In the late ‘80s, into the ‘90s, at the height of the AIDS epidemic, I volunteered at Chris Brownlie AIDS hospice. AZT was just emerging and there were no cocktails available to keep the Beast at bay. Back then, AIDS and HIV diagnoses were tantamount to a death sentence. I watched so many people leave their bodies in a painful, agonizing way at a time when assisted suicide wasn’t legal even in Oregon. That happened in 1997, and while I witnessed courageous people dying hard, I understood why they called it the Death with Dignity Act.

I spoke with with many men (few women as yet had contracted the illness) in the hospice that held 27 dying people at a time. They talked about wanting to take their lives but there was no legal way to do it, unless they illegally stockpiled drugs and hoped that in the end, it would work. I met with a pioneer named Derek Humphry, founder of the Hemlock Society in California and past president of the World Federation of Right to Die Societies. He wrote a controversial book called Final Exit, that covered planning and carrying out suicide, and it was reviled, celebrated and discussed at length globally as it was translated into twelve languages. Everyone was talking about it.

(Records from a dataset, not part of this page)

//! Index data models

use chrono::{DateTime, Utc};
use kiln_errors::{Error, StorageError};
use kiln_hash::Hash;
use kiln_types::{PackageId, RecipeReference, Version};
use serde::{Deserialize, Serialize};
use std::collections::BTreeMap;

/// Remote index snapshot
///
/// ```json
/// {
///   "version": 1,
///   "timestamp": "2025-05-29T12:00:00Z",
///   "packages": {
///     "zlib": {
///       "recipes": [{
///         "version": "1.3",
///         "revision": "5f1c3b",
///         "timestamp": "2025-05-01T08:00:00Z",
///         "binaries": {
///           "<package id>": {
///             "package_revision": "a1",
///             "timestamp": "2025-05-01T09:00:00Z",
///             "download_url": "https://cdn.example.com/zlib/1.3/a1.tgz",
///             "blake3": "<hex>"
///           }
///         }
///       }]
///     }
///   }
/// }
/// ```
#[derive(Debug, Clone, Serialize, Deserialize)]
pub struct Index {
    #[serde(flatten)]
    pub metadata: IndexMetadata,
    #[serde(default)]
    pub packages: BTreeMap<String, PackageEntry>,
}

/// Index metadata
#[derive(Debug, Clone, Serialize, Deserialize)]
pub struct IndexMetadata {
    pub version: u32,
    pub timestamp: DateTime<Utc>,
}

/// Every recipe revision published under one name
#[derive(Debug, Clone, Default, Serialize, Deserialize)]
pub struct PackageEntry {
    #[serde(default)]
    pub recipes: Vec<RecipeEntry>,
}

/// One recipe revision
#[derive(Debug, Clone, Serialize, Deserialize)]
pub struct RecipeEntry {
    pub version: String,
    #[serde(default, skip_serializing_if = "Option::is_none")]
    pub user: Option<String>,
    #[serde(default, skip_serializing_if = "Option::is_none")]
    pub channel: Option<String>,
    pub revision: String,
    pub timestamp: DateTime<Utc>,
    /// Binaries keyed by package id
    #[serde(default)]
    pub binaries: BTreeMap<String, BinaryEntry>,
}

/// One prebuilt binary of a recipe revision
#[derive(Debug, Clone, Serialize, Deserialize)]
pub struct BinaryEntry {
    pub package_revision: String,
    pub timestamp: DateTime<Utc>,
    pub download_url: String,
    pub blake3: String,
    #[serde(default, skip_serializing_if = "Option::is_none")]
    pub size: Option<u64>,
}

fn corrupted(message: String) -> Error {
    StorageError::CorruptedData { message }.into()
}

impl Default for Index {
    fn default() -> Self {
        Self::new()
    }
}

impl Index {
    /// Create a new empty index
    #[must_use]
    pub fn new() -> Self {
        Self {
            metadata: IndexMetadata {
                version: crate::SUPPORTED_INDEX_VERSION,
                timestamp: Utc::now(),
            },
            packages: BTreeMap::new(),
        }
    }

    /// Parse index from JSON
    ///
    /// # Errors
    ///
    /// Returns an error if the JSON is malformed or cannot be parsed.
    pub fn from_json(json: &str) -> Result<Self, Error> {
        serde_json::from_str(json).map_err(|e| corrupted(format!("invalid index JSON: {e}")))
    }

    /// Serialize index to JSON
    ///
    /// # Errors
    ///
    /// Returns an error if the index cannot be serialized to JSON.
    pub fn to_json(&self) -> Result<String, Error> {
        serde_json::to_string_pretty(self)
            .map_err(|e| corrupted(format!("failed to serialize index: {e}")))
    }

    /// Validate index format and version
    ///
    /// # Errors
    ///
    /// Returns an error if the index version is unsupported, a name, version
    /// or revision is empty, or a binary lacks its URL or a valid hash.
    pub fn validate(&self) -> Result<(), Error> {
        if self.metadata.version > crate::SUPPORTED_INDEX_VERSION {
            return Err(corrupted(format!(
                "index version {} is newer than supported version {}",
                self.metadata.version,
                crate::SUPPORTED_INDEX_VERSION
            )));
        }

        for (name, package) in &self.packages {
            if name.is_empty() {
                return Err(corrupted("empty package name in index".to_string()));
            }

            for recipe in &package.recipes {
                if recipe.version.is_empty() {
                    return Err(corrupted(format!("empty version for package {name}")));
                }
                if recipe.revision.is_empty() {
                    return Err(corrupted(format!(
                        "missing revision for {name}/{}",
                        recipe.version
                    )));
                }

                for (package_id, binary) in &recipe.binaries {
                    if binary.download_url.is_empty() {
                        return Err(corrupted(format!(
                            "missing download URL for {name}/{}:{package_id}",
                            recipe.version
                        )));
                    }
                    Hash::from_hex(&binary.blake3)?;
                }
            }
        }

        Ok(())
    }

    /// Add a recipe revision, replacing an entry with the same revision
    pub fn add_recipe(&mut self, name: impl Into<String>, entry: RecipeEntry) {
        let recipes = &mut self.packages.entry(name.into()).or_default().recipes;
        recipes.retain(|r| !(r.version == entry.version && r.revision == entry.revision));
        recipes.push(entry);
    }

    /// Look up one recipe revision
    #[must_use]
    pub fn recipe(&self, reference: &RecipeReference) -> Option<&RecipeEntry> {
        let revision = reference.revision.as_deref()?;
        self.packages
            .get(&reference.name)?
            .recipes
            .iter()
            .find(|entry| {
                entry.revision == revision && entry.reference(&reference.name) == *reference
            })
    }

    /// Look up a binary of one recipe revision
    #[must_use]
    pub fn binary(
        &self,
        reference: &RecipeReference,
        package_id: &PackageId,
    ) -> Option<&BinaryEntry> {
        self.recipe(reference)?.binaries.get(package_id.as_str())
    }

    /// Get total package count
    #[must_use]
    pub fn package_count(&self) -> usize {
        self.packages.len()
    }

    /// Get total recipe revision count
    #[must_use]
    pub fn recipe_count(&self) -> usize {
        self.packages.values().map(|p| p.recipes.len()).sum()
    }
}

impl RecipeEntry {
    /// The full reference of this entry, revision and timestamp included
    #[must_use]
    pub fn reference(&self, name: &str) -> RecipeReference {
        RecipeReference {
            name: name.to_string(),
            version: Version::parse(&self.version),
            user: self.user.clone(),
            channel: self.channel.clone(),
            revision: Some(self.revision.clone()),
            timestamp: Some(self.timestamp),
        }
    }
}
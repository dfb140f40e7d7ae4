//! Package sources: the local cache and remote index snapshots

use chrono::{DateTime, Utc};
use kiln_errors::Error;
use kiln_hash::Hash;
use kiln_types::{PackageId, RecipeReference};
use std::fmt;

use crate::models::Index;

/// Where a candidate came from
#[derive(Debug, Clone, PartialEq, Eq, Hash)]
pub enum SourceId {
    Cache,
    Remote(String),
}

impl SourceId {
    #[must_use]
    pub fn is_cache(&self) -> bool {
        matches!(self, Self::Cache)
    }

    /// Remote name, `None` for the cache
    #[must_use]
    pub fn remote(&self) -> Option<&str> {
        match self {
            Self::Cache => None,
            Self::Remote(name) => Some(name),
        }
    }
}

impl fmt::Display for SourceId {
    fn fmt(&self, f: &mut fmt::Formatter<'_>) -> fmt::Result {
        match self {
            Self::Cache => f.write_str("cache"),
            Self::Remote(name) => write!(f, "remote '{name}'"),
        }
    }
}

/// A recipe revision offered by a source
///
/// `reference` always carries its revision and timestamp.
#[derive(Debug, Clone)]
pub struct RecipeCandidate {
    pub reference: RecipeReference,
    pub source: SourceId,
}

/// A binary offered by a source
#[derive(Debug, Clone)]
pub struct BinaryCandidate {
    pub package_id: PackageId,
    pub package_revision: String,
    pub timestamp: DateTime<Utc>,
    /// Absent for binaries already in the cache
    pub download_url: Option<String>,
    pub blake3: Option<Hash>,
    pub source: SourceId,
}

/// Contract every recipe and binary source implements
///
/// Lookups are synchronous: backends answer from an in-memory snapshot
/// loaded before resolution starts.
pub trait PackageBackend: Send + Sync {
    /// Identity used for tie-breaks
    fn source(&self) -> SourceId;

    /// Every recipe revision published under `name` for this user/channel
    ///
    /// # Errors
    ///
    /// Returns an error if the source cannot be read.
    fn recipe_candidates(
        &self,
        name: &str,
        user: Option<&str>,
        channel: Option<&str>,
    ) -> Result<Vec<RecipeCandidate>, Error>;

    /// The binary for `package_id` of one recipe revision, if present
    ///
    /// # Errors
    ///
    /// Returns an error if the source cannot be read.
    fn binary(
        &self,
        reference: &RecipeReference,
        package_id: &PackageId,
    ) -> Result<Option<BinaryCandidate>, Error>;
}

/// A remote served from a loaded index snapshot
#[derive(Debug, Clone)]
pub struct IndexBackend {
    remote: String,
    index: Index,
}

impl IndexBackend {
    pub fn new(remote: impl Into<String>, index: Index) -> Self {
        Self {
            remote: remote.into(),
            index,
        }
    }

    #[must_use]
    pub fn index(&self) -> &Index {
        &self.index
    }
}

impl PackageBackend for IndexBackend {
    fn source(&self) -> SourceId {
        SourceId::Remote(self.remote.clone())
    }

    fn recipe_candidates(
        &self,
        name: &str,
        user: Option<&str>,
        channel: Option<&str>,
    ) -> Result<Vec<RecipeCandidate>, Error> {
        let Some(package) = self.index.packages.get(name) else {
            return Ok(Vec::new());
        };
        Ok(package
            .recipes
            .iter()
            .filter(|entry| entry.user.as_deref() == user && entry.channel.as_deref() == channel)
            .map(|entry| RecipeCandidate {
                reference: entry.reference(name),
                source: self.source(),
            })
            .collect())
    }

    fn binary(
        &self,
        reference: &RecipeReference,
        package_id: &PackageId,
    ) -> Result<Option<BinaryCandidate>, Error> {
        let Some(entry) = self.index.binary(reference, package_id) else {
            return Ok(None);
        };
        Ok(Some(BinaryCandidate {
            package_id: package_id.clone(),
            package_revision: entry.package_revision.clone(),
            timestamp: entry.timestamp,
            download_url: Some(entry.download_url.clone()),
            blake3: Some(Hash::from_hex(&entry.blake3)?),
            source: self.source(),
        }))
    }
}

The topic is right up there with abortion and capital punishment, but so far, very few people I know have mentioned it since its passage. Only opposers are vocal about it, and I have to say, I find it hypocritical that opposers of assisted suicide and abortion are proponents of capital punishment. What’s up with that? As a left winger, I support the right to choose abortion and suicide, but I don’t support capital punishment because too many mistakes are made. When Timothy McVeigh, the Oklahoma City Bomber, wanted to die, by all means, I was for that. It was his choice, but so is someone’s desire to stop the suffering and indignity that death can carry with it. This an important debate and discussion, so please weigh on this provocative topic.